Il senso originario del mito era quello di “parola, discorso, dialogo” ed è con Omero che si ha la contrapposizione tra mythos-epos-ergon (=l’impresa). Con i scrittori di prosa come Erodono, il mito viene ad identificare il “racconto di invenzione”, la “leggenda”, in contrasto con il logos, la “storia vera”; è con Platone e i filosofi che il mythos assume sempre più il valore tecnico di MITO, a differenza di logos contraddistinto da evidenti sfumature filosofiche.
Pertanto, in origine, MITOLOGIA significava il “raccontare storie, racconti”; oggi, questo termine, identifica, in senso lato, un corpo di narrativa mitica – in particolar modo greca – e, tecnicamente, lo studio del mito.

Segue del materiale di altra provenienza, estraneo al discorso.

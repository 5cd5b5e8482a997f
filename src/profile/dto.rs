use serde::{Deserialize, Serialize};
use time::OffsetDateTime;
use uuid::Uuid;

use crate::users::User;

/// Own-profile view; everything the account holder may see about
/// themselves, password hash excluded.
#[derive(Debug, Serialize)]
#[serde(rename_all = "camelCase")]
pub struct ProfileResponse {
    pub id: Uuid,
    pub name: String,
    pub email: String,
    pub photo_profile: Option<String>,
    pub photo_thumbnail: Option<String>,
    pub photo_public_id: Option<String>,
    #[serde(with = "time::serde::rfc3339")]
    pub created_at: OffsetDateTime,
    #[serde(with = "time::serde::rfc3339::option")]
    pub updated_at: Option<OffsetDateTime>,
    pub is_logged_in: bool,
}

impl From<User> for ProfileResponse {
    fn from(u: User) -> Self {
        Self {
            id: u.id,
            name: u.name,
            email: u.email,
            photo_profile: u.photo_url,
            photo_thumbnail: u.photo_thumbnail,
            photo_public_id: u.photo_key,
            created_at: u.created_at,
            updated_at: u.updated_at,
            is_logged_in: u.is_logged_in,
        }
    }
}

/// Partial merge: absent or null fields are left untouched.
#[derive(Debug, Deserialize, Default)]
pub struct UpdateProfileRequest {
    pub name: Option<String>,
    pub email: Option<String>,
    pub password: Option<String>,
}

#[derive(Debug, Serialize)]
#[serde(rename_all = "camelCase")]
pub struct UpdatedPfpResponse {
    pub success: bool,
    pub message: String,
    pub photo_profile: Option<String>,
    pub photo_thumbnail: Option<String>,
    pub photo_public_id: Option<String>,
}

#[cfg(test)]
mod tests {
    use super::*;

    #[test]
    fn update_request_fields_default_to_none() {
        let req: UpdateProfileRequest = serde_json::from_str(r#"{"name":"X"}"#).unwrap();
        assert_eq!(req.name.as_deref(), Some("X"));
        assert!(req.email.is_none());
        assert!(req.password.is_none());
    }

    #[test]
    fn profile_response_is_camel_case() {
        let resp = ProfileResponse {
            id: Uuid::new_v4(),
            name: "T".into(),
            email: "t@e.com".into(),
            photo_profile: None,
            photo_thumbnail: None,
            photo_public_id: None,
            created_at: OffsetDateTime::now_utc(),
            updated_at: None,
            is_logged_in: true,
        };
        let json = serde_json::to_string(&resp).unwrap();
        assert!(json.contains("isLoggedIn"));
        assert!(json.contains("photoProfile"));
    }
}
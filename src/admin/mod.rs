pub mod dto;
pub mod handlers;

use axum::Router;

use crate::state::AppState;

pub fn router() -> Router<AppState> {
    handlers::admin_routes()
}
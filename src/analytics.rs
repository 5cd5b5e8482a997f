use serde::Serialize;
use sqlx::PgPool;

/// Scan counts per day over the trailing week, oldest first.
#[derive(Debug, Clone, Serialize)]
pub struct DailyScans {
    pub day: String,
    pub scans: i64,
}

#[derive(Debug, Clone, Serialize)]
pub struct SuccessBreakdown {
    pub successful: i64,
    pub rejected: i64,
}

/// Aggregate view over users, posts and scans. Null-tolerant: missing
/// `durian_count`/`export_ready` values count as zero.
#[derive(Debug, Clone, Serialize)]
pub struct AnalyticsSnapshot {
    pub total_users: i64,
    pub total_posts: i64,
    pub total_scans: i64,
    pub total_durians_detected: i64,
    pub overall_success_rate: f64,
    pub daily_scans: Vec<DailyScans>,
    pub scan_success_breakdown: SuccessBreakdown,
}

#[derive(Debug, Clone, Serialize)]
pub struct UserStats {
    pub total_users: i64,
    pub active_users: i64,
    pub admin_users: i64,
    pub inactive_users: i64,
}

async fn count(db: &PgPool, sql: &str) -> anyhow::Result<i64> {
    Ok(sqlx::query_scalar::<_, i64>(sql).fetch_one(db).await?)
}

// Day-aligned window: truncating now() keeps the oldest bucket a full
// calendar day instead of a partial one.
const DAILY_SCANS_SQL: &str =
    "SELECT to_char(date_trunc('day', created_at), 'Dy') AS day, COUNT(*)::bigint AS scans \
     FROM scans \
     WHERE created_at >= date_trunc('day', now()) - interval '6 days' \
     GROUP BY date_trunc('day', created_at) \
     ORDER BY date_trunc('day', created_at)";

pub async fn user_stats(db: &PgPool) -> anyhow::Result<UserStats> {
    let total_users = count(db, "SELECT COUNT(*) FROM users").await?;
    let active_users = count(db, "SELECT COUNT(*) FROM users WHERE is_active").await?;
    let admin_users = count(db, "SELECT COUNT(*) FROM users WHERE role = 'admin'").await?;
    Ok(UserStats {
        total_users,
        active_users,
        admin_users,
        inactive_users: total_users - active_users,
    })
}

pub async fn snapshot(db: &PgPool) -> anyhow::Result<AnalyticsSnapshot> {
    let total_users = count(db, "SELECT COUNT(*) FROM users").await?;
    let total_posts = count(db, "SELECT COUNT(*) FROM posts").await?;
    let total_scans = count(db, "SELECT COUNT(*) FROM scans").await?;

    let total_durians_detected = count(
        db,
        "SELECT COALESCE(SUM(durian_count), 0)::bigint FROM scans",
    )
    .await?;

    let overall_success_rate = sqlx::query_scalar::<_, f64>(
        "SELECT COALESCE(AVG(CASE WHEN export_ready THEN 1.0 ELSE 0.0 END), 0)::float8 FROM scans",
    )
    .fetch_one(db)
    .await?;

    let (successful, rejected) = sqlx::query_as::<_, (i64, i64)>(
        "SELECT COUNT(*) FILTER (WHERE export_ready), \
                COUNT(*) FILTER (WHERE export_ready IS NOT TRUE) \
         FROM scans",
    )
    .fetch_one(db)
    .await?;

    let daily_scans = sqlx::query_as::<_, (String, i64)>(DAILY_SCANS_SQL)
    .fetch_all(db)
    .await?
    .into_iter()
    .map(|(day, scans)| DailyScans { day, scans })
    .collect();

    Ok(AnalyticsSnapshot {
        total_users,
        total_posts,
        total_scans,
        total_durians_detected,
        overall_success_rate: round2(overall_success_rate),
        daily_scans,
        scan_success_breakdown: SuccessBreakdown {
            successful,
            rejected,
        },
    })
}

fn round2(v: f64) -> f64 {
    (v * 100.0).round() / 100.0
}

#[cfg(test)]
mod tests {
    use super::*;

    #[test]
    fn daily_window_starts_on_a_day_boundary() {
        assert!(DAILY_SCANS_SQL.contains("created_at >= date_trunc('day', now()) - interval '6 days'"));
    }

    #[test]
    fn round2_truncates_to_two_decimals() {
        assert_eq!(round2(0.8666666), 0.87);
        assert_eq!(round2(0.0), 0.0);
        assert_eq!(round2(1.0), 1.0);
        assert_eq!(round2(0.125), 0.13);
    }

    #[test]
    fn snapshot_serializes_report_fields() {
        let snap = AnalyticsSnapshot {
            total_users: 10,
            total_posts: 4,
            total_scans: 25,
            total_durians_detected: 87,
            overall_success_rate: 0.72,
            daily_scans: vec![DailyScans {
                day: "Mon".into(),
                scans: 5,
            }],
            scan_success_breakdown: SuccessBreakdown {
                successful: 18,
                rejected: 7,
            },
        };
        let json = serde_json::to_value(&snap).unwrap();
        assert_eq!(json["total_durians_detected"], 87);
        assert_eq!(json["daily_scans"][0]["day"], "Mon");
        assert_eq!(json["scan_success_breakdown"]["successful"], 18);
    }
}
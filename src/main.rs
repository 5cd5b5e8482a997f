mod admin;
mod analytics;
mod app;
mod auth;
mod avatars;
mod config;
mod error;
mod mailer;
mod profile;
mod reports;
mod state;
mod storage;
mod users;

#[tokio::main]
async fn main() -> anyhow::Result<()> {
    dotenvy::dotenv().ok();

    let env_filter = std::env::var("RUST_LOG")
        .unwrap_or_else(|_| "durian_api=debug,axum=info,tower_http=info".to_string());
    let json_logs = std::env::var("LOG_FORMAT")
        .map(|v| v == "json")
        .unwrap_or(false);

    if json_logs {
        tracing_subscriber::fmt()
            .with_env_filter(env_filter)
            .with_target(false)
            .json()
            .init();
    } else {
        tracing_subscriber::fmt().with_env_filter(env_filter).init();
    }

    let app_state = state::AppState::init().await?;

    if let Err(e) = sqlx::migrate!("./migrations").run(&app_state.db).await {
        tracing::warn!(error = %e, "migration failed; continuing");
    }

    let app = app::build_app(app_state);
    app::serve(app).await
}
use axum::extract::FromRef;
use jsonwebtoken::{decode, encode, DecodingKey, EncodingKey, Header, Validation};
use time::{Duration as TimeDuration, OffsetDateTime};
use tracing::debug;
use uuid::Uuid;

use super::claims::Claims;
use crate::{config::JwtConfig, state::AppState};

/// Holds JWT signing and verification keys with config data.
#[derive(Clone)]
pub struct JwtKeys {
    pub encoding: EncodingKey,
    pub decoding: DecodingKey,
    pub issuer: String,
    pub audience: String,
    pub ttl_hours: i64,
}

impl FromRef<AppState> for JwtKeys {
    fn from_ref(state: &AppState) -> Self {
        let JwtConfig {
            secret,
            issuer,
            audience,
            ttl_hours,
        } = state.config.jwt.clone();
        Self {
            encoding: EncodingKey::from_secret(secret.as_bytes()),
            decoding: DecodingKey::from_secret(secret.as_bytes()),
            issuer,
            audience,
            ttl_hours,
        }
    }
}

impl JwtKeys {
    /// Signs a bearer token for the given user. Validity is purely
    /// signature + expiry; there is no server-side revocation list.
    pub fn sign(&self, user_id: Uuid) -> anyhow::Result<String> {
        let now = OffsetDateTime::now_utc();
        let exp = now + TimeDuration::hours(self.ttl_hours);
        let claims = Claims {
            sub: user_id,
            iat: now.unix_timestamp() as usize,
            exp: exp.unix_timestamp() as usize,
            iss: self.issuer.clone(),
            aud: self.audience.clone(),
        };
        let token = encode(&Header::default(), &claims, &self.encoding)?;
        debug!(user_id = %user_id, "jwt signed");
        Ok(token)
    }

    pub fn verify(&self, token: &str) -> anyhow::Result<Claims> {
        let mut validation = Validation::default();
        validation.set_audience(std::slice::from_ref(&self.audience));
        validation.set_issuer(std::slice::from_ref(&self.issuer));
        let data = decode::<Claims>(token, &self.decoding, &validation)?;
        debug!(user_id = %data.claims.sub, "jwt verified");
        Ok(data.claims)
    }
}

#[cfg(test)]
mod tests {
    use super::*;

    fn make_keys() -> JwtKeys {
        let state = AppState::fake();
        JwtKeys::from_ref(&state)
    }

    #[tokio::test]
    async fn sign_and_verify_roundtrip() {
        let keys = make_keys();
        let user_id = Uuid::new_v4();
        let token = keys.sign(user_id).expect("sign");
        let claims = keys.verify(&token).expect("verify");
        assert_eq!(claims.sub, user_id);
        assert_eq!(claims.iss, "test-issuer");
        assert_eq!(claims.aud, "test-aud");
        assert!(claims.exp > claims.iat);
    }

    #[tokio::test]
    async fn verify_rejects_expired_token() {
        let mut keys = make_keys();
        // Expiry two hours in the past, beyond the default leeway.
        keys.ttl_hours = -2;
        let token = keys.sign(Uuid::new_v4()).expect("sign");
        assert!(keys.verify(&token).is_err());
    }

    #[tokio::test]
    async fn verify_rejects_wrong_audience() {
        let keys = make_keys();
        let token = keys.sign(Uuid::new_v4()).expect("sign");
        let mut other = make_keys();
        other.audience = "someone-else".into();
        assert!(other.verify(&token).is_err());
    }

    #[tokio::test]
    async fn verify_rejects_tampered_token() {
        let keys = make_keys();
        let mut token = keys.sign(Uuid::new_v4()).expect("sign");
        token.push('x');
        assert!(keys.verify(&token).is_err());
    }
}
mod model;
pub mod repo;

pub use model::{Role, User};
use anyhow::Context;
use bytes::Bytes;
use uuid::Uuid;

use crate::state::AppState;

/// References persisted on the user record after an avatar upload.
#[derive(Debug, Clone)]
pub struct AvatarRefs {
    pub photo_url: Option<String>,
    pub photo_thumbnail: Option<String>,
    /// Object key in external storage; None for generated placeholders.
    pub photo_key: Option<String>,
}

/// Generated placeholder avatar, used when no photo is provided or an
/// upload fails. Registration never fails because of the picture.
pub fn default_avatar(name: &str) -> AvatarRefs {
    let initials: String = name
        .chars()
        .filter(|c| c.is_alphanumeric())
        .take(2)
        .collect();
    let initials = if initials.is_empty() { "U".to_string() } else { initials };
    let url = format!(
        "https://ui-avatars.com/api/?name={}&background=random&color=fff&size=400",
        initials
    );
    AvatarRefs {
        photo_url: Some(url.clone()),
        photo_thumbnail: Some(url),
        photo_key: None,
    }
}

/// Uploads avatar bytes to the object store and returns the persisted
/// references. The thumbnail mirrors the primary URL; transforms are the
/// image host's concern.
pub async fn upload_avatar(
    st: &AppState,
    user_id: Uuid,
    body: Bytes,
    content_type: &str,
    delete_old_key: Option<&str>,
) -> anyhow::Result<AvatarRefs> {
    anyhow::ensure!(!body.is_empty(), "empty photo");

    let ext = ext_from_mime(content_type).unwrap_or("bin");
    let key = format!("avatars/{}/{}.{}", user_id, Uuid::new_v4(), ext);
    st.storage
        .put_object(&key, body, content_type)
        .await
        .with_context(|| format!("put_object {}", key))?;

    if let Some(old) = delete_old_key {
        if let Err(e) = st.storage.delete_object(old).await {
            tracing::warn!(error = %e, key = old, "delete old avatar failed");
        }
    }

    let url = st.storage.object_url(&key);
    Ok(AvatarRefs {
        photo_url: Some(url.clone()),
        photo_thumbnail: Some(url),
        photo_key: Some(key),
    })
}

fn ext_from_mime(ct: &str) -> Option<&'static str> {
    match ct {
        "image/jpeg" | "image/jpg" => Some("jpg"),
        "image/png" => Some("png"),
        "image/webp" => Some("webp"),
        "image/heic" => Some("heic"),
        _ => None,
    }
}

#[cfg(test)]
mod tests {
    use super::*;
    use crate::state::AppState;

    #[test]
    fn test_ext_from_mime() {
        assert_eq!(ext_from_mime("image/jpeg"), Some("jpg"));
        assert_eq!(ext_from_mime("image/png"), Some("png"));
        assert_eq!(ext_from_mime("image/webp"), Some("webp"));
        assert_eq!(ext_from_mime("application/octet-stream"), None);
    }

    #[test]
    fn default_avatar_uses_initials() {
        let refs = default_avatar("Maria Santos");
        let url = refs.photo_url.unwrap();
        assert!(url.contains("name=Ma"));
        assert_eq!(refs.photo_thumbnail.unwrap(), url);
        assert!(refs.photo_key.is_none());
    }

    #[test]
    fn default_avatar_handles_empty_name() {
        let refs = default_avatar("  ");
        assert!(refs.photo_url.unwrap().contains("name=U"));
    }

    #[tokio::test]
    async fn upload_rejects_empty_body() {
        let state = AppState::fake();
        let err = upload_avatar(&state, Uuid::new_v4(), Bytes::new(), "image/png", None)
            .await
            .unwrap_err();
        assert!(err.to_string().contains("empty photo"));
    }

    #[tokio::test]
    async fn upload_returns_storage_refs() {
        let state = AppState::fake();
        let refs = upload_avatar(
            &state,
            Uuid::new_v4(),
            Bytes::from_static(b"fakejpegbytes"),
            "image/jpeg",
            None,
        )
        .await
        .unwrap();
        let key = refs.photo_key.unwrap();
        assert!(key.starts_with("avatars/"));
        assert!(key.ends_with(".jpg"));
        assert!(refs.photo_url.unwrap().contains(&key));
    }
}
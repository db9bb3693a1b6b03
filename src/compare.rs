//src/compare.rs
//! Direction of a reading relative to the one recorded before it.

use crate::models::HistoryEntry;
use std::collections::BTreeMap;
use std::fmt;

#[derive(Debug, Clone, Copy, PartialEq, Eq)]
pub enum Direction {
    Up,
    Down,
    Equal,
    /// No previous value, or one of the two is not a number.
    None,
}

impl Direction {
    pub const fn symbol(self) -> &'static str {
        match self {
            Self::Up => "▲",
            Self::Down => "▼",
            Self::Equal => "=",
            Self::None => "",
        }
    }
}

impl fmt::Display for Direction {
    fn fmt(&self, f: &mut fmt::Formatter<'_>) -> fmt::Result {
        f.write_str(self.symbol())
    }
}

/// Parses the whole trimmed value; trailing units make it non-numeric.
pub fn parse_reading(raw: &str) -> Option<f64> {
    raw.trim().parse::<f64>().ok().filter(|v| !v.is_nan())
}

pub fn compare(current: Option<&str>, previous: Option<&str>) -> Direction {
    let (Some(current), Some(previous)) = (current, previous) else {
        return Direction::None;
    };
    let (Some(current), Some(previous)) = (parse_reading(current), parse_reading(previous)) else {
        return Direction::None;
    };
    if current > previous {
        Direction::Up
    } else if current < previous {
        Direction::Down
    } else {
        Direction::Equal
    }
}

/// Compares every parameter of `entry` against its `previousParameters`.
pub fn compare_readings(entry: &HistoryEntry) -> BTreeMap<String, Direction> {
    entry
        .parameters
        .iter()
        .map(|(name, value)| {
            let previous = entry.previous_parameters.get(name).map(String::as_str);
            (name.clone(), compare(Some(value), previous))
        })
        .collect()
}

Il mito opera prendendo come base un passato sacro e senza tempo che influisce su presente e futuro; con il tempo, il mito diventa, per così dire, un “fossile” dell’umanità ( soprattutto se compare come parte di una tradizione che si completa con il culto, la liturgia e il rituale) fino a trasformarsi in SAGA, dove le divinità si trasformano in eroi e l’azione mitica diventa trama storica. In questo modo, spunti mitologici possono camuffarsi dietro trasposizioni letterarie.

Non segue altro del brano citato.